--- START ---
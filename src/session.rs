//! Login against the remote server.
//!
//! `POST {base}/login` with a JSON `{username, password}` body. No retry, no
//! token storage: the token goes back to the caller, who hands it to the
//! graph screen.

use reqwest::Client;
use tracing::{debug, info, warn};

use crate::error::{AuthError, LOGIN_FAILED_MESSAGE};
use crate::models::{LoginErrorBody, LoginRequest, LoginResponse, SessionToken};

// ---

#[derive(Debug, Clone)]
pub struct SessionClient {
    // ---
    http: Client,
    base_url: String,
}

impl SessionClient {
    // ---
    pub fn new(http: Client, base_url: impl Into<String>) -> Self {
        Self {
            http,
            base_url: base_url.into(),
        }
    }

    pub fn login_url(&self) -> String {
        format!("{}/login", self.base_url.trim_end_matches('/'))
    }

    /// Exchange credentials for a session token.
    ///
    /// Empty usernames and passwords are sent as-is; the server decides.
    pub async fn authenticate(
        &self,
        username: &str,
        password: &str,
    ) -> Result<SessionToken, AuthError> {
        // ---
        let url = self.login_url();
        debug!("POST {} as '{}'", url, username);

        let response = self
            .http
            .post(&url)
            .json(&LoginRequest { username, password })
            .send()
            .await
            .map_err(|e| {
                warn!("Login request to {} failed: {}", url, e);
                AuthError::NetworkUnavailable(e)
            })?;

        let status = response.status();
        let body = response.bytes().await.map_err(|e| {
            warn!("Reading login response from {} failed: {}", url, e);
            AuthError::NetworkUnavailable(e)
        })?;

        if !status.is_success() {
            let message = serde_json::from_slice::<LoginErrorBody>(&body)
                .ok()
                .and_then(|b| b.message)
                .filter(|m| !m.is_empty())
                .unwrap_or_else(|| LOGIN_FAILED_MESSAGE.to_string());
            info!("Login rejected with HTTP {}: {}", status, message);
            return Err(AuthError::Rejected(message));
        }

        let LoginResponse { token } = serde_json::from_slice(&body).map_err(|e| {
            warn!("Login succeeded with HTTP {} but body was unusable: {}", status, e);
            AuthError::InvalidResponse(e.to_string())
        })?;

        info!("Login succeeded for '{}'", username);
        Ok(SessionToken::new(token))
    }
}

#[cfg(test)]
mod tests {
    // ---
    use super::*;

    #[test]
    fn test_login_url_tolerates_trailing_slash() {
        // ---
        let with_slash = SessionClient::new(Client::new(), "http://localhost:3000/");
        let without = SessionClient::new(Client::new(), "http://localhost:3000");

        assert_eq!(with_slash.login_url(), "http://localhost:3000/login");
        assert_eq!(without.login_url(), with_slash.login_url());
    }
}
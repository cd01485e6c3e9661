//! Transaction import and export as CSV.
//!
//! The interchange format is one header line
//! `title,amount,kind,tag,occurred_on,note` followed by one row per
//! transaction, with raw decimal amounts and RFC 3339 instants.

use std::io::Write;

use csv::{Reader, Writer};
use rust_decimal::Decimal;
use time::{OffsetDateTime, format_description::well_known::Rfc3339};
use tracing::warn;

use crate::{
    Error,
    tag::TransactionTag,
    transaction::{Transaction, TransactionBuilder, TransactionKind},
};

const HEADER: [&str; 6] = ["title", "amount", "kind", "tag", "occurred_on", "note"];

/// Writes `transactions` to `writer` as CSV.
///
/// Untagged transactions and missing notes become empty fields. The
/// attachment reference is not part of the interchange format.
///
/// Returns `Error::CSVSerializationError` if a row cannot be written.
pub fn export_csv<W: Write>(transactions: &[Transaction], writer: W) -> Result<(), Error> {
    let mut writer = Writer::from_writer(writer);

    writer
        .write_record(HEADER)
        .map_err(|error| Error::CSVSerializationError(error.to_string()))?;

    for transaction in transactions {
        let amount = transaction.amount.to_string();
        let occurred_on = transaction
            .occurred_on
            .format(&Rfc3339)
            .map_err(|error| Error::CSVSerializationError(error.to_string()))?;
        let tag = transaction
            .tag
            .map(TransactionTag::as_key)
            .unwrap_or_default();
        let note = transaction.note.as_deref().unwrap_or_default();

        writer
            .write_record([
                transaction.title.as_str(),
                amount.as_str(),
                transaction.kind.as_key(),
                tag,
                occurred_on.as_str(),
                note,
            ])
            .map_err(|error| Error::CSVSerializationError(error.to_string()))?;
    }

    writer
        .flush()
        .map_err(|error| Error::CSVSerializationError(error.to_string()))
}

/// Parses transactions from CSV `text` in the format written by
/// [export_csv].
///
/// Returns a vector of builders ready for
/// [Ledger::import](crate::Ledger::import), or `Error::InvalidCSV` when
/// the header is wrong or a row carries an amount, kind or date that does
/// not parse. Amounts must not be negative. A row with an unrecognized
/// tag key keeps its totals-relevant fields and degrades to no tag with a
/// warning, so one stale key does not reject a whole statement.
pub fn parse_csv(text: &str) -> Result<Vec<TransactionBuilder>, Error> {
    let mut reader = Reader::from_reader(text.as_bytes());

    let headers = reader
        .headers()
        .map_err(|error| Error::InvalidCSV(error.to_string()))?;
    let headers: Vec<&str> = headers.iter().collect();

    if headers != HEADER {
        return Err(Error::InvalidCSV(format!(
            "expected header '{}', got '{}'",
            HEADER.join(","),
            headers.join(",")
        )));
    }

    let mut transactions = Vec::new();

    for (row_number, result) in reader.records().enumerate() {
        // The header occupies line one
        let line_number = row_number + 2;

        let record = result.map_err(|error| {
            Error::InvalidCSV(format!("could not read line {line_number}: {error}"))
        })?;

        let amount: Decimal = record[1].parse().map_err(|error| {
            Error::InvalidCSV(format!(
                "Could not parse '{}' as amount on line {line_number}: {error}",
                &record[1]
            ))
        })?;

        if amount < Decimal::ZERO {
            return Err(Error::InvalidCSV(format!(
                "Amount on line {line_number} must not be negative, got {amount}"
            )));
        }

        let kind: TransactionKind = record[2].parse().map_err(|error| {
            Error::InvalidCSV(format!(
                "Could not parse '{}' as kind on line {line_number}: {error}",
                &record[2]
            ))
        })?;

        let tag = match record[3].trim() {
            "" => None,
            key => match key.parse::<TransactionTag>() {
                Ok(tag) => Some(tag),
                Err(_) => {
                    warn!("dropping unrecognized tag '{}' on line {}", key, line_number);
                    None
                }
            },
        };

        let occurred_on = OffsetDateTime::parse(&record[4], &Rfc3339).map_err(|error| {
            Error::InvalidCSV(format!(
                "Could not parse '{}' as date on line {line_number}: {error}",
                &record[4]
            ))
        })?;

        let note = record[5].trim();
        let transaction = Transaction::build(amount, kind, occurred_on)
            .title(&record[0])
            .tag(tag)
            .note(if note.is_empty() { None } else { Some(note) });

        transactions.push(transaction);
    }

    Ok(transactions)
}
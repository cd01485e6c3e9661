//! Pure filtering of transaction snapshots.

use std::ops::RangeInclusive;

use time::OffsetDateTime;

use crate::{
    tag::TransactionTag,
    transaction::{Transaction, TransactionKind},
};

/// Defines which transactions [filter_transactions] should select.
///
/// Criteria are optional and conjunctive: a transaction matches when it
/// satisfies every criterion that is set. The default query matches
/// everything.
#[derive(Debug, Clone, Default, PartialEq)]
pub struct TransactionQuery {
    /// Include transactions that occurred within `date_range` (both ends
    /// inclusive).
    pub date_range: Option<RangeInclusive<OffsetDateTime>>,
    /// Include transactions of this kind only.
    pub kind: Option<TransactionKind>,
    /// Include transactions with this tag only.
    pub tag: Option<TransactionTag>,
}

/// Select the transactions matching `query`, most recent first.
///
/// The result is a new vector; the input is never reordered or mutated.
/// The sort is stable, so transactions with the same `occurred_on` keep
/// their relative input order. An empty input or a query with no matches
/// gives an empty vector.
pub fn filter_transactions(
    transactions: &[Transaction],
    query: &TransactionQuery,
) -> Vec<Transaction> {
    let mut matches: Vec<Transaction> = transactions
        .iter()
        .filter(|transaction| matches_query(transaction, query))
        .cloned()
        .collect();

    matches.sort_by(|a, b| b.occurred_on.cmp(&a.occurred_on));

    matches
}

fn matches_query(transaction: &Transaction, query: &TransactionQuery) -> bool {
    let within_window = query
        .date_range
        .as_ref()
        .map(|date_range| date_range.contains(&transaction.occurred_on))
        .unwrap_or(true);
    let kind_matches = query
        .kind
        .map(|kind| transaction.kind == kind)
        .unwrap_or(true);
    let tag_matches = query
        .tag
        .map(|tag| transaction.tag == Some(tag))
        .unwrap_or(true);

    within_window && kind_matches && tag_matches
}
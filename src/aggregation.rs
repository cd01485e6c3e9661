//! Totals and per-tag sums over a transaction slice.

use std::collections::HashMap;

use rust_decimal::Decimal;
use serde::{Deserialize, Serialize};
use tracing::warn;

use crate::{
    tag::TransactionTag,
    transaction::{Transaction, TransactionId, TransactionKind},
};

/// The totals computed by [aggregate].
#[derive(Debug, Clone, Default, PartialEq, Serialize, Deserialize)]
pub struct Aggregate {
    /// Income total minus expense total.
    pub balance: Decimal,
    /// The sum of all income amounts.
    pub income_total: Decimal,
    /// The sum of all expense amounts.
    pub expense_total: Decimal,
    /// The sum of amounts per tag, income and expense alike.
    ///
    /// Untagged transactions count towards the totals but appear under no
    /// tag here.
    pub by_tag: HashMap<TransactionTag, Decimal>,
    /// The IDs of transactions left out because their amount was negative.
    pub skipped: Vec<TransactionId>,
}

/// Sum up `transactions` into totals, a balance and per-tag sums.
///
/// Transactions with a negative amount are skipped with a warning and
/// their IDs reported in [Aggregate::skipped]. The same input always
/// produces the same output.
pub fn aggregate(transactions: &[Transaction]) -> Aggregate {
    let mut income_total = Decimal::ZERO;
    let mut expense_total = Decimal::ZERO;
    let mut by_tag: HashMap<TransactionTag, Decimal> = HashMap::new();
    let mut skipped = Vec::new();

    for transaction in transactions {
        if transaction.amount < Decimal::ZERO {
            warn!(
                "skipping transaction {} with negative amount {}",
                transaction.id, transaction.amount
            );
            skipped.push(transaction.id);
            continue;
        }

        match transaction.kind {
            TransactionKind::Income => income_total += transaction.amount,
            TransactionKind::Expense => expense_total += transaction.amount,
        }

        if let Some(tag) = transaction.tag {
            *by_tag.entry(tag).or_insert(Decimal::ZERO) += transaction.amount;
        }
    }

    Aggregate {
        balance: income_total - expense_total,
        income_total,
        expense_total,
        by_tag,
        skipped,
    }
}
--- END ---
• WHAT TO PRODUCE:
Copy each line of the listing above that contains the word "AuthError".

• TASK OUTPUT:
use crate::error::{AuthError, LOGIN_FAILED_MESSAGE};
    ) -> Result<SessionToken, AuthError> {
                AuthError::NetworkUnavailable(e)
            AuthError::NetworkUnavailable(e)
            return Err(AuthError::Rejected(message));
            AuthError::InvalidResponse(e.to_string())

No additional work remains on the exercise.